Smoking reduces blood flow to your lower spine, increasing the risk of disc degeneration.
Optimize your vitamin D level
Get enough vitamin D from sun exposure daily, as vitamin D helps keep your bones, including your spine, strong.
Maintain optimal weight
Carrying extra weight, especially around your middle, increases stress on the lower back and changes your center of gravity, also changing your posture.
Protect your back
You use your back muscles with most body movements, so it is important to protect your spine, especially while lifting. Do not bend forward to lift, but rather lower your body to the ground by bending your hips and knees while keeping your back straight.
Use the muscles in your thighs and hips to rise again, holding the object close to your body to distribute the weight more evenly. Don’t lift a heavy object above your shoulder level and avoid twisting your body while carrying a heavy object.
Mind your posture
You also protect your back by using good body mechanics to sit, stand, walk and sleep. It may feel like it is second nature to perform these daily activities, but when done incorrectly, you may be increasing chronic stress to your lower back.
Practice proper posture while sitting and standing. Pay careful attention to consciously suck in your belly and rotate your pelvis slightly up. At the same time, keep your head back, with your ears over your shoulders and your shoulder blades pinched. This posture will keep your spine in proper alignment. Do this every hour while sitting and standing, holding muscles tight, for several minutes.
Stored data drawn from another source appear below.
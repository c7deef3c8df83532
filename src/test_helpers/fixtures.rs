//! Queue table schemas mirroring the generated names of real deployments.

use crate::schema::{QueueDirection, QueueTableSchema, SchemaVersion};

/// Schema whose columns are exactly those of `version`, with `_fldN` physical names
pub fn schema_for(table_name: &str, version: &SchemaVersion) -> QueueTableSchema {
    version
        .columns
        .iter()
        .enumerate()
        .fold(QueueTableSchema::new(table_name, vec![]), |schema, (i, column)| {
            schema.with_column(column.name(), format!("_fld{}", 1000 + i))
        })
}

fn versioned(table_name: &str, direction: QueueDirection, number: u32) -> QueueTableSchema {
    match SchemaVersion::find(direction, number) {
        Some(version) => schema_for(table_name, &version),
        None => QueueTableSchema::new(table_name, vec![]),
    }
}

pub fn outgoing_v1_schema() -> QueueTableSchema {
    versioned("_inforg101", QueueDirection::Outgoing, 1)
}

pub fn outgoing_v11_schema() -> QueueTableSchema {
    versioned("_inforg111", QueueDirection::Outgoing, 11)
}

pub fn outgoing_v12_schema() -> QueueTableSchema {
    versioned("_inforg112", QueueDirection::Outgoing, 12)
}

pub fn incoming_v1_schema() -> QueueTableSchema {
    versioned("_inforg201", QueueDirection::Incoming, 1)
}

pub fn incoming_v12_schema() -> QueueTableSchema {
    versioned("_inforg212", QueueDirection::Incoming, 12)
}
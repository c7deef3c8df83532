//! # SQL Server Queue Connection
//!
//! [`QueueConnection`] over a `tiberius` client. Parameterless statements are sent
//! as plain batches so session-scoped temporary tables survive between the
//! statements of one provisioning transaction; parameterized statements go through
//! `sp_executesql` with `@P1..@Pn` placeholders.

use super::{with_timeout, DataRow, DatabaseProvider, IsolationLevel, QueueConnection, SqlValue};
use crate::error::{QueueError, QueueResult};
use async_trait::async_trait;
use chrono::NaiveDateTime;
use std::time::Duration;
use tiberius::{Client, ColumnData, Config, FromSql, Row, ToSql};
use tokio::net::TcpStream;
use tokio_util::compat::{Compat, TokioAsyncWriteCompatExt};
use tracing::{debug, error, instrument};

pub struct MsQueueConnection {
    client: Client<Compat<TcpStream>>,
    command_timeout: Duration,
    in_transaction: bool,
}

impl MsQueueConnection {
    /// Connect with an ADO.NET style connection string
    #[instrument(skip(connection_string))]
    pub async fn connect(connection_string: &str, command_timeout: Duration) -> QueueResult<Self> {
        let config = Config::from_ado_string(connection_string)
            .map_err(|e| QueueError::database("connect", e.to_string()))?;

        let client = with_timeout(command_timeout, "connect", async {
            let tcp = TcpStream::connect(config.get_addr())
                .await
                .map_err(|e| QueueError::database("connect", e.to_string()))?;
            tcp.set_nodelay(true)
                .map_err(|e| QueueError::database("connect", e.to_string()))?;
            Client::connect(config, tcp.compat_write())
                .await
                .map_err(|e| {
                    error!(error = %e, "Failed to open SQL Server connection");
                    QueueError::database("connect", e.to_string())
                })
        })
        .await?;

        debug!("Opened SQL Server queue connection");
        Ok(Self {
            client,
            command_timeout,
            in_transaction: false,
        })
    }

    async fn run_batch(&mut self, operation: &str, sql: &str) -> QueueResult<()> {
        let timeout = self.command_timeout;
        let client = &mut self.client;
        with_timeout(timeout, operation, async {
            client
                .simple_query(sql)
                .await
                .map_err(|e| QueueError::database(operation, e.to_string()))?
                .into_results()
                .await
                .map_err(|e| QueueError::database(operation, e.to_string()))?;
            Ok(())
        })
        .await
    }
}

#[async_trait]
impl QueueConnection for MsQueueConnection {
    fn provider(&self) -> DatabaseProvider {
        DatabaseProvider::SqlServer
    }

    async fn execute_scalar(&mut self, sql: &str) -> QueueResult<Option<SqlValue>> {
        let rows = self.query_rows(sql, &[]).await?;
        Ok(rows
            .into_iter()
            .next()
            .and_then(|row| row.iter().next().map(|(_, value)| value.clone())))
    }

    async fn execute_non_query(&mut self, sql: &str, params: &[SqlValue]) -> QueueResult<u64> {
        if params.is_empty() {
            self.run_batch("execute_non_query", sql).await?;
            return Ok(0);
        }

        let timeout = self.command_timeout;
        let client = &mut self.client;
        with_timeout(timeout, "execute_non_query", async {
            let bound: Vec<&dyn ToSql> = params.iter().map(as_sql_param).collect();
            let result = client
                .execute(sql, &bound)
                .await
                .map_err(|e| QueueError::database("execute_non_query", e.to_string()))?;
            Ok(result.total())
        })
        .await
    }

    async fn query_rows(&mut self, sql: &str, params: &[SqlValue]) -> QueueResult<Vec<DataRow>> {
        let timeout = self.command_timeout;
        let client = &mut self.client;
        with_timeout(timeout, "query_rows", async {
            let stream = if params.is_empty() {
                client.simple_query(sql).await
            } else {
                let bound: Vec<&dyn ToSql> = params.iter().map(as_sql_param).collect();
                client.query(sql, &bound).await
            }
            .map_err(|e| QueueError::database("query_rows", e.to_string()))?;

            let rows = stream
                .into_first_result()
                .await
                .map_err(|e| QueueError::database("query_rows", e.to_string()))?;

            rows.into_iter().map(decode_row).collect()
        })
        .await
    }

    async fn begin(&mut self, isolation: IsolationLevel) -> QueueResult<()> {
        if self.in_transaction {
            return Err(QueueError::transaction("transaction already open"));
        }
        let sql = match isolation {
            IsolationLevel::ReadCommitted => {
                "SET TRANSACTION ISOLATION LEVEL READ COMMITTED; BEGIN TRANSACTION;"
            }
            IsolationLevel::Serializable => {
                "SET TRANSACTION ISOLATION LEVEL SERIALIZABLE; BEGIN TRANSACTION;"
            }
        };
        self.run_batch("begin", sql).await?;
        self.in_transaction = true;
        Ok(())
    }

    async fn commit(&mut self) -> QueueResult<()> {
        if !self.in_transaction {
            return Err(QueueError::transaction("commit without an open transaction"));
        }
        self.in_transaction = false;
        self.run_batch(
            "commit",
            "COMMIT TRANSACTION; SET TRANSACTION ISOLATION LEVEL READ COMMITTED;",
        )
        .await
    }

    async fn rollback(&mut self) -> QueueResult<()> {
        if !self.in_transaction {
            return Ok(());
        }
        self.in_transaction = false;
        self.run_batch(
            "rollback",
            "IF @@TRANCOUNT > 0 ROLLBACK TRANSACTION; SET TRANSACTION ISOLATION LEVEL READ COMMITTED;",
        )
        .await
    }

    fn in_transaction(&self) -> bool {
        self.in_transaction
    }
}

const NULL_PARAM: Option<&str> = None;

fn as_sql_param(value: &SqlValue) -> &dyn ToSql {
    match value {
        SqlValue::Null => &NULL_PARAM,
        SqlValue::Int(v) => v,
        SqlValue::BigInt(v) => v,
        SqlValue::Text(v) => v,
        SqlValue::Binary(v) => v,
        SqlValue::Timestamp(v) => v,
    }
}

fn decode_row(row: Row) -> QueueResult<DataRow> {
    let names: Vec<String> = row
        .columns()
        .iter()
        .map(|column| column.name().to_string())
        .collect();

    let mut data = DataRow::new();
    for (name, cell) in names.into_iter().zip(row) {
        let value = decode_cell(&name, &cell)?;
        data.push(name, value);
    }
    Ok(data)
}

fn decode_cell(name: &str, cell: &ColumnData<'static>) -> QueueResult<SqlValue> {
    let value = match cell {
        ColumnData::U8(v) => v.map(|v| SqlValue::Int(i32::from(v))),
        ColumnData::I16(v) => v.map(|v| SqlValue::Int(i32::from(v))),
        ColumnData::I32(v) => v.map(SqlValue::Int),
        ColumnData::I64(v) => v.map(SqlValue::BigInt),
        ColumnData::Numeric(v) => match v {
            Some(numeric) if numeric.scale() == 0 => {
                let value = i64::try_from(numeric.value())
                    .map_err(|e| QueueError::mapping(name, e.to_string()))?;
                Some(SqlValue::BigInt(value))
            }
            Some(numeric) => {
                return Err(QueueError::mapping(
                    name,
                    format!("numeric with scale {} is not an integer", numeric.scale()),
                ))
            }
            None => None,
        },
        ColumnData::String(v) => v.as_ref().map(|s| SqlValue::Text(s.to_string())),
        ColumnData::Binary(v) => v.as_ref().map(|b| SqlValue::Binary(b.to_vec())),
        ColumnData::Guid(v) => v.map(|g| SqlValue::Binary(g.as_bytes().to_vec())),
        ColumnData::DateTime(_)
        | ColumnData::DateTime2(_)
        | ColumnData::SmallDateTime(_)
        | ColumnData::DateTimeOffset(_) => NaiveDateTime::from_sql(cell)
            .map_err(|e| QueueError::mapping(name, e.to_string()))?
            .map(SqlValue::Timestamp),
        other => {
            return Err(QueueError::mapping(
                name,
                format!("unsupported column data {other:?}"),
            ))
        }
    };

    Ok(value.unwrap_or(SqlValue::Null))
}
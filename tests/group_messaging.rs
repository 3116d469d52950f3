use std::sync::atomic::{AtomicUsize, Ordering};
use std::sync::Arc;
use std::time::Duration;

use bytes::Bytes;
use tokio::time::{self, Instant};
use tracing::Level;

use multicast_groups::config::GroupsConfig;
use multicast_groups::groups::Groups;
use multicast_groups::ids::MemberId;
use multicast_groups::membership::member::MemberInfo;
use multicast_groups::message::sender::SendError;
use multicast_groups::packet::{Packet, PacketType};
use multicast_groups::test_util::recording::{RecordingMemberListener, RecordingMessageListener};
use multicast_groups::transport::loopback::LoopbackNetwork;

#[ctor::ctor]
fn init_test_logging() {
    tracing_subscriber::fmt()
        .with_test_writer()
        .with_max_level(Level::DEBUG)
        .try_init()
        .ok();
}

const GROUP: &str = "chat";

struct Node {
    groups: Groups,
    member_id: MemberId,
    member_events: Arc<RecordingMemberListener>,
    messages: Arc<RecordingMessageListener>,
}

async fn start_node(network: &Arc<LoopbackNetwork>, config: GroupsConfig, read_timeout: Duration, name: &str) -> Node {
    let groups = Groups::new(config, Arc::new(network.new_transport(read_timeout))).unwrap();
    groups.start().await.unwrap();

    let member_events = RecordingMemberListener::new();
    let messages = RecordingMessageListener::new();
    groups.add_member_listener(GROUP, member_events.clone()).await;
    groups.add_message_listener(GROUP, messages.clone()).await;

    let mut info = MemberInfo::new();
    info.insert("name".to_string(), name.to_string());
    let member_id = groups.join_group(GROUP, info).await.unwrap();

    Node { groups, member_id, member_events, messages }
}

async fn start_default_node(network: &Arc<LoopbackNetwork>, name: &str) -> Node {
    start_node(network, GroupsConfig::new(), Duration::from_millis(500), name).await
}

fn packet_type(packet: &[u8]) -> Option<PacketType> {
    Packet::decode(packet).ok().map(|p| p.packet_type)
}

#[tokio::test(start_paused = true)]
async fn test_members_discover_each_other() {
    let network = LoopbackNetwork::new();
    let a = start_default_node(&network, "alice").await;
    let b = start_default_node(&network, "bob").await;

    // alice learns about bob from his initial announcement, bob has to wait for alice's
    //  next periodic announcement
    time::sleep(Duration::from_millis(100)).await;
    assert!(a.member_events.joined().contains(&b.member_id));
    assert!(!b.member_events.joined().contains(&a.member_id));

    time::sleep(Duration::from_secs(7)).await;
    assert!(a.member_events.joined().contains(&b.member_id));
    assert!(b.member_events.joined().contains(&a.member_id));

    let bob_seen_by_alice = a.groups.members(GROUP).await.into_iter()
        .find(|m| m.id() == b.member_id)
        .unwrap();
    assert!(!bob_seen_by_alice.is_local());
    assert_eq!(bob_seen_by_alice.info().get("name").map(|s| s.as_str()), Some("bob"));

    b.groups.stop().await;
    time::sleep(Duration::from_millis(100)).await;
    assert_eq!(a.member_events.left(), vec![b.member_id]);

    a.groups.stop().await;
}

#[tokio::test(start_paused = true)]
async fn test_send_message_to_all_members() {
    let network = LoopbackNetwork::new();
    let a = start_default_node(&network, "alice").await;
    let b = start_default_node(&network, "bob").await;
    let c = start_default_node(&network, "carol").await;
    time::sleep(Duration::from_millis(100)).await;

    let small = Bytes::from_static(b"hello, group");
    let large = Bytes::from((0..10_000).map(|i| (i % 251) as u8).collect::<Vec<_>>());
    let empty = Bytes::new();

    for payload in [&small, &large, &empty] {
        a.groups.send_message(GROUP, a.member_id, payload.clone()).await.unwrap();
    }

    for receiver in [&b, &c] {
        assert!(receiver.messages.await_messages(3, Duration::from_secs(1)).await);
        assert_eq!(receiver.messages.payloads(), vec![small.to_vec(), large.to_vec(), empty.to_vec()]);
        assert!(receiver.messages.messages().iter().all(|m| m.sender == a.member_id && m.group_name == GROUP));
    }
    // a node does not receive its own messages
    assert!(a.messages.messages().is_empty());

    for node in [a, b, c] {
        node.groups.stop().await;
    }
}

#[tokio::test(start_paused = true)]
async fn test_lost_packets_are_resent() {
    let network = LoopbackNetwork::new();
    let a = start_default_node(&network, "alice").await;
    let b = start_default_node(&network, "bob").await;
    time::sleep(Duration::from_millis(100)).await;

    // drop the first transmission of the first three fragments, and the first few acknowledgements
    let dropped_fragments = AtomicUsize::new(0);
    let dropped_acks = AtomicUsize::new(0);
    network.set_drop_filter(move |p| match packet_type(p) {
        Some(PacketType::MessagePart) | Some(PacketType::MessageEnd) => dropped_fragments.fetch_add(1, Ordering::SeqCst) < 3,
        Some(PacketType::Acknowledgement) => dropped_acks.fetch_add(1, Ordering::SeqCst) < 2,
        _ => false,
    });

    let payload = Bytes::from(vec![42u8; 5_000]);
    let started = Instant::now();
    a.groups.send_message(GROUP, a.member_id, payload.clone()).await.unwrap();
    assert!(started.elapsed() >= a.groups.config().resend_interval);

    assert!(b.messages.await_messages(1, Duration::from_secs(1)).await);
    time::sleep(Duration::from_secs(5)).await;
    assert_eq!(b.messages.payloads(), vec![payload.to_vec()]);

    network.clear_drop_filter();
    a.groups.stop().await;
    b.groups.stop().await;
}

#[tokio::test(start_paused = true)]
async fn test_send_times_out_without_acknowledgements() {
    let mut config = GroupsConfig::new();
    config.send_timeout = Duration::from_secs(4);
    config.resend_interval = Duration::from_secs(1);

    let network = LoopbackNetwork::new();
    let a = start_node(&network, config.clone(), Duration::from_millis(500), "alice").await;
    let b = start_node(&network, config, Duration::from_millis(500), "bob").await;
    time::sleep(Duration::from_millis(100)).await;

    network.set_drop_filter(|p| packet_type(p) == Some(PacketType::Acknowledgement));

    let started = Instant::now();
    let result = a.groups.send_message(GROUP, a.member_id, Bytes::from_static(b"anybody there?")).await;
    assert_eq!(started.elapsed(), Duration::from_secs(4));

    match result {
        Err(SendError::Timeout { missing, .. }) => assert_eq!(missing, vec![b.member_id]),
        other => panic!("unexpected result {:?}", other),
    }
    // the message arrived nonetheless, and retransmissions were not delivered again
    assert_eq!(b.messages.messages().len(), 1);

    network.clear_drop_filter();
    a.groups.stop().await;
    b.groups.stop().await;
}

#[tokio::test(start_paused = true)]
async fn test_leave_group() {
    let network = LoopbackNetwork::new();
    let a = start_default_node(&network, "alice").await;
    let b = start_default_node(&network, "bob").await;
    time::sleep(Duration::from_millis(100)).await;

    b.groups.leave_group(GROUP, b.member_id).await.unwrap();
    time::sleep(Duration::from_millis(100)).await;

    assert_eq!(a.member_events.left(), vec![b.member_id]);
    assert!(!a.groups.directory().get_group(GROUP).await.unwrap().has_member(b.member_id).await);

    // with no remote members left, sending completes right away
    let started = Instant::now();
    a.groups.send_message(GROUP, a.member_id, Bytes::from_static(b"alone")).await.unwrap();
    assert_eq!(started.elapsed(), Duration::ZERO);

    a.groups.stop().await;
    b.groups.stop().await;
}

#[tokio::test(start_paused = true)]
async fn test_a_net_time_source_emerges() {
    let network = LoopbackNetwork::new();
    let a = start_default_node(&network, "alice").await;
    let b = start_default_node(&network, "bob").await;

    time::sleep(Duration::from_secs(11)).await;
    assert!(a.groups.net_time().last_remote_update().is_some() || b.groups.net_time().last_remote_update().is_some());

    a.groups.stop().await;
    b.groups.stop().await;
}

/// Eviction is based on (wall clock based) net time, so this test runs in real time
#[tokio::test]
async fn test_silent_member_is_evicted() {
    let mut config = GroupsConfig::new();
    config.member_announce_interval = Duration::from_millis(200);
    config.member_grace_period = Duration::from_millis(300);
    config.announce_tick = Duration::from_millis(50);

    let network = LoopbackNetwork::new();
    let a = start_node(&network, config.clone(), Duration::from_millis(50), "alice").await;
    let b = start_node(&network, config, Duration::from_millis(50), "bob").await;

    // regular announcements keep the members alive
    time::sleep(Duration::from_millis(600)).await;
    assert!(a.member_events.left().is_empty());
    assert!(a.groups.directory().get_group(GROUP).await.unwrap().has_member(b.member_id).await);

    network.set_drop_filter(|p| matches!(packet_type(p), Some(PacketType::MemberAnnouncement) | Some(PacketType::MemberLeaving)));

    let deadline = Instant::now() + Duration::from_secs(3);
    while a.member_events.left().is_empty() && Instant::now() < deadline {
        time::sleep(Duration::from_millis(20)).await;
    }
    assert_eq!(a.member_events.left(), vec![b.member_id]);
    // local members are never evicted
    assert!(a.groups.directory().get_group(GROUP).await.unwrap().is_local_member(a.member_id).await);

    a.groups.stop().await;
    b.groups.stop().await;
}
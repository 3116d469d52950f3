use bytes::{Buf, BufMut};

use crate::util::safe_converter::{PrecheckedCast, SafeCast};

/// Strings on the wire are prefixed with their length as a u16
pub const MAX_STRING_LEN: usize = u16::MAX as usize;

#[derive(Debug, Clone, Eq, PartialEq, thiserror::Error)]
pub enum BufError {
    #[error("buffer underflow: needed {needed} bytes, {available} remaining")]
    Underflow { needed: usize, available: usize },
    #[error("string is not valid UTF-8")]
    InvalidUtf8,
}

macro_rules! checked_get_impl {
    ($checked_getter: ident, $ty:ty, $getter: ident) => {
        fn $checked_getter(&mut self) -> Result<$ty, BufError> {
            self.ensure_remaining(std::mem::size_of::<$ty>())?;
            Ok(self.$getter())
        }
    }
}

/// Bounds-checked reads: all numbers in network byte order
pub trait CheckedBuf: Buf {
    fn ensure_remaining(&self, needed: usize) -> Result<(), BufError> {
        if self.remaining() < needed {
            return Err(BufError::Underflow { needed, available: self.remaining() });
        }
        Ok(())
    }

    checked_get_impl!(checked_get_u8, u8, get_u8);
    checked_get_impl!(checked_get_u16, u16, get_u16);
    checked_get_impl!(checked_get_u32, u32, get_u32);
    checked_get_impl!(checked_get_i64, i64, get_i64);
    checked_get_impl!(checked_get_u128, u128, get_u128);

    fn checked_get_string(&mut self) -> Result<String, BufError> {
        let len: usize = self.checked_get_u16()?.safe_cast();
        self.ensure_remaining(len)?;
        let raw = self.copy_to_bytes(len);
        String::from_utf8(raw.to_vec())
            .map_err(|_| BufError::InvalidUtf8)
    }
}

impl <T: Buf> CheckedBuf for T {
}

/// NB: callers must ensure that the string's length does not exceed [MAX_STRING_LEN]
pub fn put_string(buf: &mut impl BufMut, s: &str) {
    buf.put_u16(s.len().prechecked_cast());
    buf.put_slice(s.as_bytes());
}

#[cfg(test)]
mod tests {
    use super::*;
    use bytes::BytesMut;
    use rstest::rstest;

    #[rstest]
    #[case::empty("", b"\0\0")]
    #[case::ascii("abc", b"\0\x03abc")]
    #[case::utf8("ä", b"\0\x02\xc3\xa4")]
    fn test_put_string(#[case] s: &str, #[case] expected: &[u8]) {
        let mut buf = BytesMut::new();
        put_string(&mut buf, s);
        assert_eq!(buf.as_ref(), expected);

        let mut b: &[u8] = &buf;
        assert_eq!(b.checked_get_string().unwrap(), s);
        assert!(b.is_empty());
    }

    #[rstest]
    #[case::no_len(b"\0", BufError::Underflow { needed: 2, available: 1 })]
    #[case::short_string(b"\0\x03ab", BufError::Underflow { needed: 3, available: 2 })]
    #[case::bad_utf8(b"\0\x01\xff", BufError::InvalidUtf8)]
    fn test_checked_get_string_error(#[case] mut buf: &[u8], #[case] expected: BufError) {
        assert_eq!(buf.checked_get_string().unwrap_err(), expected);
    }

    #[test]
    fn test_checked_get_remainder() {
        let mut buf: &[u8] = b"\0\0\0\x05\x07";
        assert_eq!(buf.checked_get_u32().unwrap(), 5);
        assert_eq!(buf, b"\x07");
        assert!(buf.checked_get_u16().is_err());
    }
}
use std::sync::{Arc, Mutex};
use std::time::Duration;

use tokio::select;
use tokio::time::{self, Instant};
use tracing::{debug, error, info, trace, warn};

use crate::config::GroupsConfig;
use crate::ids::MemberId;
use crate::membership::directory::{Group, MembershipDirectory};
use crate::membership::member::decode_member_info;
use crate::membership::member_events::LeaveReason;
use crate::message::assembler::{FragmentOutcome, MessageAssembler};
use crate::message::sender::ReliableSender;
use crate::net_time::net_time_loop::parse_net_time_payload;
use crate::net_time::NetTime;
use crate::packet::{Packet, PacketDecodeError, PacketType};
use crate::transport::{Transport, TransportError};
use crate::util::running_flag::RunningFlag;

/// Stale incomplete messages are checked for at most this often
const EXPIRY_CHECK_INTERVAL: Duration = Duration::from_secs(1);

/// Routes received packets to the component responsible for their type.
///
/// Packets sent by this process's own members are dropped: with multicast loopback every node
///  receives its own packets. That includes members that left recently, since their last packets
///  may still arrive after they left.
pub struct MessageDispatcher {
    node_id: MemberId,
    directory: Arc<MembershipDirectory>,
    net_time: Arc<NetTime>,
    sender: Arc<ReliableSender>,
    transport: Arc<dyn Transport>,
    assembler: Mutex<MessageAssembler>,
}

impl MessageDispatcher {
    pub fn new(
        config: &GroupsConfig,
        node_id: MemberId,
        directory: Arc<MembershipDirectory>,
        sender: Arc<ReliableSender>,
        transport: Arc<dyn Transport>,
    ) -> MessageDispatcher {
        MessageDispatcher {
            node_id,
            net_time: directory.net_time().clone(),
            directory,
            sender,
            transport,
            assembler: Mutex::new(MessageAssembler::new(config.incomplete_message_timeout, config.max_message_size)),
        }
    }

    pub async fn on_datagram(&self, buf: &[u8]) {
        match Packet::decode(buf) {
            Ok(packet) => self.on_packet(packet).await,
            Err(PacketDecodeError::BadProtocolId(id)) => {
                warn!("received packet with foreign protocol id {:08x} - ignoring", id);
            }
            Err(e) => {
                error!("received malformed packet ({} bytes): {}", buf.len(), e);
            }
        }
    }

    pub async fn on_packet(&self, packet: Packet) {
        trace!("received {:?} packet from {:?} in group {:?}", packet.packet_type, packet.sender, packet.group_name);

        match packet.packet_type {
            PacketType::MessagePart | PacketType::MessageEnd => self.on_fragment(packet).await,
            PacketType::Acknowledgement => self.on_acknowledgement(packet).await,
            PacketType::MemberAnnouncement => self.on_announcement(packet).await,
            PacketType::MemberLeaving => self.on_leaving(packet).await,
            PacketType::NetTime => self.on_net_time(packet),
        }
    }

    async fn on_fragment(&self, packet: Packet) {
        let Some(group) = self.directory.get_group(&packet.group_name).await else {
            trace!("fragment for unknown group {:?} - ignoring", packet.group_name);
            return;
        };
        if self.is_own_member(&group, packet.sender).await {
            return;
        }

        let local_members = group.local_member_ids().await;
        if local_members.is_empty() {
            trace!("fragment for group {:?} without local members - ignoring", packet.group_name);
            return;
        }

        let outcome = match self.assembler.lock() {
            Ok(mut assembler) => assembler.on_fragment(&packet, Instant::now()),
            Err(_) => {
                error!("message assembler is poisoned - dropping fragment");
                return;
            }
        };

        if outcome.should_acknowledge() {
            // the sender waits for each of its group's members, so every local member acknowledges
            for member in local_members {
                self.send_acknowledgement(&packet, member).await;
            }
        }

        if let FragmentOutcome::Complete(message) = outcome {
            debug!("delivering message {:?} from {:?} in group {:?}", message.message_id, message.sender, message.group_name);
            group.notify_message(&message);
        }
    }

    async fn send_acknowledgement(&self, packet: &Packet, acking_member: MemberId) {
        let ack = packet.ack_for(acking_member);
        if let Err(e) = self.transport.send(&ack.encode()).await {
            error!("error acknowledging packet #{} of message {:?}: {}", packet.sequence_number, packet.message_id, e);
        }
    }

    async fn on_acknowledgement(&self, packet: Packet) {
        if self.is_own_traffic(&packet).await {
            return;
        }
        self.sender.on_acknowledgement(packet.message_id, packet.sender, packet.sequence_number).await;
    }

    async fn on_announcement(&self, packet: Packet) {
        if self.directory.is_departed_local_member(packet.sender) {
            trace!("announcement of departed local member {:?} - ignoring", packet.sender);
            return;
        }
        let group = self.directory.get_or_create_group(&packet.group_name).await;
        if group.is_local_member(packet.sender).await {
            return;
        }

        match decode_member_info(&packet.payload) {
            Ok(info) => group.on_announcement(packet.sender, info, self.net_time.current_time()).await,
            Err(e) => error!("malformed announcement from {:?} in group {:?}: {}", packet.sender, packet.group_name, e),
        }
    }

    async fn on_leaving(&self, packet: Packet) {
        let Some(group) = self.directory.get_group(&packet.group_name).await else {
            return;
        };
        if self.is_own_member(&group, packet.sender).await {
            return;
        }
        group.remove_member(packet.sender, LeaveReason::Left).await;
    }

    fn on_net_time(&self, packet: Packet) {
        if packet.sender == self.node_id {
            return;
        }
        match parse_net_time_payload(&packet.payload) {
            Some(remote_net_time) => {
                trace!("net time {} from {:?}", remote_net_time, packet.sender);
                self.net_time.update_from_remote(remote_net_time);
            }
            None => error!("malformed net time payload from {:?}: {} bytes", packet.sender, packet.payload.len()),
        }
    }

    async fn is_own_traffic(&self, packet: &Packet) -> bool {
        match self.directory.get_group(&packet.group_name).await {
            Some(group) => self.is_own_member(&group, packet.sender).await,
            None => self.directory.is_departed_local_member(packet.sender),
        }
    }

    async fn is_own_member(&self, group: &Group, sender: MemberId) -> bool {
        self.directory.is_departed_local_member(sender) || group.is_local_member(sender).await
    }

    pub fn expire_stale(&self, now: Instant) {
        match self.assembler.lock() {
            Ok(mut assembler) => assembler.expire_stale(now),
            Err(_) => error!("message assembler is poisoned"),
        }
    }
}

/// Receives packets until the running flag is cleared. The transport's read timeout bounds each
///  receive call, so the loop notices a cleared flag even if no packets arrive. Stopping should
///  also close the transport, which unblocks a pending receive.
pub async fn run_receive_loop(dispatcher: Arc<MessageDispatcher>, transport: Arc<dyn Transport>, running: RunningFlag) {
    info!("starting receive loop");

    let mut last_expiry_check = Instant::now();
    while running.is_running() {
        match transport.receive().await {
            Ok(buf) => dispatcher.on_datagram(&buf).await,
            Err(TransportError::Timeout) => {}
            Err(TransportError::Closed) if !running.is_running() => break,
            Err(TransportError::Closed) => {
                error!("transport was closed while the receive loop is running");
                select! {
                    _ = time::sleep(EXPIRY_CHECK_INTERVAL) => {}
                    _ = running.stopped() => break,
                }
            }
            Err(e) => error!("error receiving packet: {}", e),
        }

        let now = Instant::now();
        if now.saturating_duration_since(last_expiry_check) >= EXPIRY_CHECK_INTERVAL {
            dispatcher.expire_stale(now);
            last_expiry_check = now;
        }
    }

    info!("receive loop terminated");
}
Your muscles and spinal discs depend on water to maintain good health and reduce inflammation.
Wear low-heeled shoes
High heels may make a fashion statement, but you’ll likely pay the price after just a short time as high heels put your hips and lower back into poor alignment, placing stress on your lower back.
Remaining in place for long periods of time can increase the experience of stiffness in your muscles and reduce flexibility in your joints. Switch positions in your chair frequently; check your posture and don’t stay standing in one position for very long.